Cette danse des couples mains sur les épaules me rappelle la danse des villageois étranges dans le film Un soir, un train d'André Delvaux. Le surréalisme traverse ainsi le temps, phénix qui passe la courbe des espaces, sphinx dans le souterrain.

13.
Ce poème est une suite de bribes de musiques entrecoupées de paroles. Drôle d'oratorio : on fredonnait tout à l'heure des airs militaires, des absolutions, puis on se congratula et réjouit, puis on siffla, puis on dansa au son aigre des cithares, puis de temps à autre, une cloche annonce.

14.
S'ils n'ont pas oublié la danse, les morts n'ont pas oublié non plus comment on boit chez les vivants : ce qu'annonce la cloche, c'est un nouveau tonneau bientôt mis en perce.

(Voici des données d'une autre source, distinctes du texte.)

use serde::Serialize;

use crate::error::AnalysisError;

/// A single-channel capture.
///
/// Owned by the pipeline for one trial, immutable once produced.
///
/// # Example
/// ```
/// use ts_core::model::Recording;
/// let rec = Recording::new(vec![0.0; 8000], 1, 8000);
/// assert_eq!(rec.nyquist_hz(), 4000.0);
/// ```
#[derive(Clone, Debug, PartialEq)]
pub struct Recording {
    samples: Vec<f32>,
    duration_secs: u32,
    sample_rate_hz: u32,
}

impl Recording {
    #[must_use]
    pub fn new(samples: Vec<f32>, duration_secs: u32, sample_rate_hz: u32) -> Self {
        Self {
            samples,
            duration_secs,
            sample_rate_hz,
        }
    }

    /// Mono samples, normalized [-1, 1].
    #[must_use]
    pub fn samples(&self) -> &[f32] {
        &self.samples
    }

    #[must_use]
    pub fn duration_secs(&self) -> u32 {
        self.duration_secs
    }

    #[must_use]
    pub fn sample_rate_hz(&self) -> u32 {
        self.sample_rate_hz
    }

    /// Highest frequency representable without aliasing.
    #[must_use]
    pub fn nyquist_hz(&self) -> f64 {
        f64::from(self.sample_rate_hz) / 2.0
    }
}

/// One-sided amplitude spectrum: index-paired frequencies and amplitudes,
/// ascending frequency, 0 .. Nyquist.
#[derive(Clone, Debug, Default, PartialEq)]
pub struct Spectrum {
    frequencies_hz: Vec<f64>,
    amplitudes: Vec<f64>,
}

impl Spectrum {
    /// Build a spectrum from paired bins.
    ///
    /// # Errors
    /// [`AnalysisError::TypeMismatch`] if the lengths differ, a value is not
    /// finite, a frequency is negative, or frequencies are not ascending.
    ///
    /// # Example
    /// ```
    /// use ts_core::model::Spectrum;
    /// let s = Spectrum::from_bins(vec![0.0, 10.0], vec![1.0, 3.0]).unwrap();
    /// assert_eq!(s.peak(), Some((10.0, 3.0)));
    /// assert!(Spectrum::from_bins(vec![0.0], vec![]).is_err());
    /// ```
    pub fn from_bins(frequencies_hz: Vec<f64>, amplitudes: Vec<f64>) -> Result<Self, AnalysisError> {
        if frequencies_hz.len() != amplitudes.len() {
            return Err(AnalysisError::TypeMismatch(format!(
                "{} fréquences pour {} amplitudes",
                frequencies_hz.len(),
                amplitudes.len()
            )));
        }
        if let Some(bad) = frequencies_hz
            .iter()
            .chain(&amplitudes)
            .find(|v| !v.is_finite())
        {
            return Err(AnalysisError::TypeMismatch(format!(
                "valeur spectrale non numérique : {bad}"
            )));
        }
        if frequencies_hz.first().is_some_and(|&f| f < 0.0) {
            return Err(AnalysisError::TypeMismatch(
                "fréquence négative dans un spectre unilatéral".into(),
            ));
        }
        if frequencies_hz.windows(2).any(|w| w[1] < w[0]) {
            return Err(AnalysisError::TypeMismatch(
                "les fréquences doivent être croissantes".into(),
            ));
        }
        Ok(Self {
            frequencies_hz,
            amplitudes,
        })
    }

    #[must_use]
    pub fn frequencies_hz(&self) -> &[f64] {
        &self.frequencies_hz
    }

    #[must_use]
    pub fn amplitudes(&self) -> &[f64] {
        &self.amplitudes
    }

    #[must_use]
    pub fn len(&self) -> usize {
        self.frequencies_hz.len()
    }

    #[must_use]
    pub fn is_empty(&self) -> bool {
        self.frequencies_hz.is_empty()
    }

    /// `(frequency, amplitude)` pairs in ascending frequency.
    pub fn bins(&self) -> impl Iterator<Item = (f64, f64)> + '_ {
        self.frequencies_hz
            .iter()
            .copied()
            .zip(self.amplitudes.iter().copied())
    }

    /// Loudest bin, lowest frequency on ties.
    #[must_use]
    pub fn peak(&self) -> Option<(f64, f64)> {
        self.bins().fold(None, |best, bin| match best {
            Some((_, amp)) if amp >= bin.1 => best,
            _ => Some(bin),
        })
    }
}

/// A group of spectral bins lying within the tolerance of a reference bin.
#[derive(Clone, Copy, Debug, PartialEq, Serialize)]
pub struct FrequencyCluster {
    /// Mean frequency of the members.
    pub representative_hz: f64,
    /// Loudest member amplitude.
    pub peak_amplitude: f64,
    /// Number of bins merged into the cluster.
    pub members: usize,
}

/// Dominant clusters of one trial, by non-increasing peak amplitude.
#[derive(Clone, Debug, PartialEq)]
pub struct ClusterSet {
    clusters: Vec<FrequencyCluster>,
    min_frequency_hz: f64,
    ranked_frequencies_hz: Vec<f64>,
}

impl ClusterSet {
    /// Wrap already ordered clusters.
    ///
    /// # Errors
    /// [`AnalysisError::EmptyInput`] if `clusters` is empty.
    pub fn new(
        clusters: Vec<FrequencyCluster>,
        ranked_frequencies_hz: Vec<f64>,
    ) -> Result<Self, AnalysisError> {
        let min_frequency_hz = clusters
            .iter()
            .map(|c| c.representative_hz)
            .min_by(f64::total_cmp)
            .ok_or(AnalysisError::EmptyInput)?;
        Ok(Self {
            clusters,
            min_frequency_hz,
            ranked_frequencies_hz,
        })
    }

    #[must_use]
    pub fn clusters(&self) -> &[FrequencyCluster] {
        &self.clusters
    }

    /// The `n` strongest clusters (fewer if the set is shorter).
    #[must_use]
    pub fn top(&self, n: usize) -> &[FrequencyCluster] {
        &self.clusters[..n.min(self.clusters.len())]
    }

    #[must_use]
    pub fn len(&self) -> usize {
        self.clusters.len()
    }

    #[must_use]
    pub fn is_empty(&self) -> bool {
        self.clusters.is_empty()
    }

    /// Lowest representative frequency among the retained clusters.
    #[must_use]
    pub fn min_frequency_hz(&self) -> f64 {
        self.min_frequency_hz
    }

    /// Every bin frequency, ordered by decreasing amplitude.
    #[must_use]
    pub fn ranked_frequencies_hz(&self) -> &[f64] {
        &self.ranked_frequencies_hz
    }

    /// The `n` loudest bin frequencies (fewer if the axis is shorter).
    #[must_use]
    pub fn ranked_head(&self, n: usize) -> &[f64] {
        &self.ranked_frequencies_hz[..n.min(self.ranked_frequencies_hz.len())]
    }
}

/// Mean relative-energy shares over a batch of trials.
#[derive(Clone, Debug, PartialEq, Serialize)]
pub struct AveragedResult {
    /// Cluster frequencies of the trial that completed the batch.
    pub frequencies_hz: Vec<f64>,
    /// Element-wise mean of the per-trial shares, one per harmonic.
    pub mean_shares: Vec<f64>,
    /// Trials averaged.
    pub trials: usize,
}

impl AveragedResult {
    /// Mean shares as percentages.
    #[must_use]
    pub fn percentages(&self) -> Vec<f64> {
        self.mean_shares.iter().map(|s| s * 100.0).collect()
    }
}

La maison des morts est ainsi l'expansion d'un des vers emblématiques du surréalisme : Le cadavre exquis boira le vin nouveau.
Drôle de concordance des temps ! Le poème d'Apollinaire étant antérieur (le recueil Alcools est publié en 1913) à l'éclat de ce vers dans les brumes hantées d'une bataille pour une autre littérature et les années 20. Peut-être un hommage de Marcel Duhamel, Jacques Prévert et Yves Tanguy à celui qui inventa le mot "surréalisme".